CRISPR/Cas9-mediated abrogation of CD95L/CD95 signaling-induced glioma cell growth and immunosuppression increases survival in murine glioma models

PURPOSE: Glioblastoma is the most common brain tumor in adults and is virtually incurable. Therefore, new therapeutic strategies are urgently needed. Over the last decade, multiple growth-promoting functions have been attributed to CD95, a prototypic death receptor well characterized as an apoptosis mediator upon CD95L engagement. Strategic targeting of non-apoptotic or apoptotic CD95 signaling may hold anti-glioblastoma potential. Due to its antithetic nature, understanding the constitutive role of CD95 signaling in glioblastoma is indispensable.

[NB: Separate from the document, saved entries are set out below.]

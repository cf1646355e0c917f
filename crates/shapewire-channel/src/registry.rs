//! Type registry and schema handshake
//!
//! Each registered type carries a field walk, a [`ValueFactory`] and the
//! checksum obtained by running the walk once against a throwaway codec. Peers
//! exchange these checksums before any payload so that a layout drift on
//! either side fails the handshake instead of mis-decoding data.
//!
//! Registration takes `&mut self`; every other operation takes `&self`, so a
//! fully built [`Channel`] can be shared across threads behind an `Arc`.

use crate::error::{ChannelError, Result};
use crate::factory::ValueFactory;
use crate::handshake::{entry_count, read_entry, Handshake, HandshakeEntry};
use shapewire_core::codec::MAX_TEXT_LEN;
use shapewire_core::{ByteStream, Codec, DynCodec, Error, Mode, Signature};
use std::any::{type_name, Any, TypeId};
use std::collections::{HashMap, HashSet};
use std::io::Cursor;
use tracing::{debug, warn};

/// Field walk stored per registered type
type WalkFn<T> = dyn Fn(&mut T, &mut DynCodec<'_>) -> shapewire_core::Result<()> + Send + Sync;

/// A type that knows its own wire name and field walk
pub trait Exchange: Sized + Send + Sync + 'static {
    /// Name advertised in the handshake, stable across processes
    const NAME: &'static str;

    /// Run every field through `codec`
    fn walk<S: ByteStream>(&mut self, codec: &mut Codec<S>) -> shapewire_core::Result<()>;
}

struct Handler<T> {
    walk: Box<WalkFn<T>>,
    factory: ValueFactory<T>,
}

struct Entry {
    name: String,
    checksum: Signature,
    handler: Box<dyn Any + Send + Sync>,
}

/// Registry of exchangeable types
#[derive(Default)]
pub struct Channel {
    /// Registration order, which is also handshake order
    entries: Vec<Entry>,
    by_type: HashMap<TypeId, usize>,
    by_name: HashMap<String, usize>,
}

impl Channel {
    /// Create an empty channel
    pub fn new() -> Self {
        Self::default()
    }

    /// Register `T` under `name`, returning its checksum.
    ///
    /// Fails with [`ChannelError::DuplicateType`] if either the Rust type or
    /// the name is already registered.
    pub fn register<T, F>(
        &mut self,
        name: impl Into<String>,
        walk: F,
        factory: ValueFactory<T>,
    ) -> Result<Signature>
    where
        T: Send + Sync + 'static,
        F: Fn(&mut T, &mut DynCodec<'_>) -> shapewire_core::Result<()> + Send + Sync + 'static,
    {
        let name = name.into();
        let type_id = TypeId::of::<T>();
        if self.by_type.contains_key(&type_id) || self.by_name.contains_key(&name) {
            return Err(ChannelError::DuplicateType(name));
        }
        if name.len() > MAX_TEXT_LEN {
            return Err(Error::ValueTooLarge {
                len: name.len(),
                max: MAX_TEXT_LEN,
            }
            .into());
        }
        if !name.is_ascii() {
            return Err(Error::NonAsciiText.into());
        }
        entry_count(self.entries.len() + 1)?;

        let handler = Handler {
            walk: Box::new(walk),
            factory,
        };
        let checksum = handler.checksum()?;
        debug!(name = %name, %checksum, "registered type");

        let index = self.entries.len();
        self.entries.push(Entry {
            name: name.clone(),
            checksum,
            handler: Box::new(handler),
        });
        self.by_type.insert(type_id, index);
        self.by_name.insert(name, index);
        Ok(checksum)
    }

    /// Register a type that describes itself through [`Exchange`]
    pub fn register_exchange<T: Exchange + Default>(&mut self) -> Result<Signature> {
        self.register(T::NAME, |value: &mut T, codec| value.walk(codec), ValueFactory::default())
    }

    /// Number of registered types
    pub fn len(&self) -> usize {
        self.entries.len()
    }

    /// Whether nothing is registered
    pub fn is_empty(&self) -> bool {
        self.entries.is_empty()
    }

    /// Registered names in handshake order
    pub fn names(&self) -> impl Iterator<Item = &str> + '_ {
        self.entries.iter().map(|e| e.name.as_str())
    }

    /// Checksum of a registered Rust type
    pub fn checksum<T: 'static>(&self) -> Option<Signature> {
        self.by_type
            .get(&TypeId::of::<T>())
            .map(|&i| self.entries[i].checksum)
    }

    /// Checksum of a registered name
    pub fn checksum_of(&self, name: &str) -> Option<Signature> {
        self.by_name.get(name).map(|&i| self.entries[i].checksum)
    }

    /// Snapshot of every registered name and checksum
    pub fn handshake(&self) -> Handshake {
        Handshake {
            entries: self
                .entries
                .iter()
                .map(|e| HandshakeEntry {
                    name: e.name.clone(),
                    checksum: e.checksum,
                })
                .collect(),
        }
    }

    /// Write the handshake blob to `sink`
    pub fn emit_handshake<S: ByteStream>(&self, sink: S) -> Result<()> {
        self.handshake().encode(sink)
    }

    /// Read a peer's handshake blob from `source` and check it against the
    /// local registry, failing on the first disagreement.
    pub fn validate_handshake<S: ByteStream>(&self, source: S) -> Result<()> {
        let mut codec = Codec::new(source, Mode::Deserialize);
        let mut count = -1i16;
        codec.i16(&mut count)?;
        self.check_count(count.into())?;

        let mut seen = HashSet::with_capacity(self.entries.len());
        for _ in 0..count {
            let entry = read_entry(&mut codec)?;
            self.check_entry(&entry, &mut seen)?;
        }
        Ok(())
    }

    /// Check an already decoded handshake against the local registry
    pub fn validate(&self, handshake: &Handshake) -> Result<()> {
        self.check_count(i64::try_from(handshake.entries.len()).unwrap_or(i64::MAX))?;

        let mut seen = HashSet::with_capacity(self.entries.len());
        for entry in &handshake.entries {
            self.check_entry(entry, &mut seen)?;
        }
        Ok(())
    }

    fn check_count(&self, remote: i64) -> Result<()> {
        if usize::try_from(remote).ok() != Some(self.entries.len()) {
            warn!(local = self.entries.len(), remote, "handshake entry count mismatch");
            return Err(ChannelError::EntryCountMismatch {
                local: self.entries.len(),
                remote,
            });
        }
        Ok(())
    }

    fn check_entry(&self, remote: &HandshakeEntry, seen: &mut HashSet<usize>) -> Result<()> {
        let Some(&index) = self.by_name.get(&remote.name) else {
            warn!(name = %remote.name, "handshake names unknown type");
            return Err(ChannelError::UnknownOrUnregisteredType(remote.name.clone()));
        };
        if !seen.insert(index) {
            warn!(name = %remote.name, "handshake repeats type");
            return Err(ChannelError::DuplicateType(remote.name.clone()));
        }

        let local = self.entries[index].checksum;
        if local != remote.checksum {
            warn!(name = %remote.name, %local, remote = %remote.checksum, "handshake checksum mismatch");
            return Err(ChannelError::ChecksumMismatch {
                name: remote.name.clone(),
                local,
                remote: remote.checksum,
            });
        }
        Ok(())
    }

    /// Serialize `value` into `sink` with its registered walk
    pub fn serialize<T, S>(&self, value: &T, mut sink: S) -> Result<()>
    where
        T: Clone + 'static,
        S: ByteStream,
    {
        let handler = self.handler::<T>()?;
        let mut value = value.clone();
        let mut codec = Codec::new(&mut sink as &mut dyn ByteStream, Mode::Serialize);
        (handler.walk)(&mut value, &mut codec)?;
        Ok(())
    }

    /// Deserialize a `T` from `source`, starting from its factory value
    pub fn deserialize<T, S>(&self, mut source: S) -> Result<T>
    where
        T: 'static,
        S: ByteStream,
    {
        let handler = self.handler::<T>()?;
        let mut value = handler.factory.make();
        let mut codec = Codec::new(&mut source as &mut dyn ByteStream, Mode::Deserialize);
        (handler.walk)(&mut value, &mut codec)?;
        Ok(value)
    }

    /// Serialize into a fresh buffer
    pub fn to_bytes<T: Clone + 'static>(&self, value: &T) -> Result<Vec<u8>> {
        let mut buf = Cursor::new(Vec::new());
        self.serialize(value, &mut buf)?;
        Ok(buf.into_inner())
    }

    /// Deserialize from a byte slice
    pub fn from_bytes<T: 'static>(&self, bytes: &[u8]) -> Result<T> {
        self.deserialize(bytes)
    }

    fn handler<T: 'static>(&self) -> Result<&Handler<T>> {
        self.by_type
            .get(&TypeId::of::<T>())
            .and_then(|&i| self.entries[i].handler.downcast_ref::<Handler<T>>())
            .ok_or(ChannelError::UnregisteredType(type_name::<T>()))
    }
}

impl<T> Handler<T> {
    /// Run the walk once over a scratch buffer and keep only its signature
    fn checksum(&self) -> Result<Signature> {
        let mut scratch = Cursor::new(Vec::new());
        let mut codec = Codec::new(&mut scratch as &mut dyn ByteStream, Mode::Serialize);
        let mut value = self.factory.make();
        (self.walk)(&mut value, &mut codec)?;
        Ok(codec.signature())
    }
}

impl std::fmt::Debug for Channel {
    fn fmt(&self, f: &mut std::fmt::Formatter<'_>) -> std::fmt::Result {
        f.debug_map()
            .entries(self.entries.iter().map(|e| (&e.name, e.checksum)))
            .finish()
    }
}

METHODS: We abrogated constitutive Cd95 and Cd95l gene expression by CRISPR/Cas9 in murine glioma models and characterized the consequences of gene deletion in vitro and in vivo. RESULTS: Expression of canonical CD95 but not CD95L was identified in mouse glioma cells in vitro. Instead, a soluble isoform-encoding non-canonical Cd95l transcript variant was detected. In vivo, an upregulation of the membrane-bound canonical CD95L form was revealed. Cd95 or Cd95l gene deletion decreased cell growth in vitro. The growth-supporting role of constitutive CD95 signaling was validated by Cd95 re-transfection, which rescued growth. In vivo, Cd95 or Cd95l gene deletion prolonged survival involving tumor-intrinsic and immunological mechanisms in the SMA-497 model. In the GL-261 model, that expresses no CD95, only CD95L gene deletion prolonged survival, involving a tumor-intrinsic mechanism. CONCLUSION: Non-canonical CD95L/CD95 interactions are growth-promoting in murine glioma models, and glioma growth and immunosuppression may be simultaneously counteracted by Cd95l gene silencing. SUPPLEMENTARY INFORMATION: The online version contains supplementary material available at 10.1007/s11060-022-04137-x.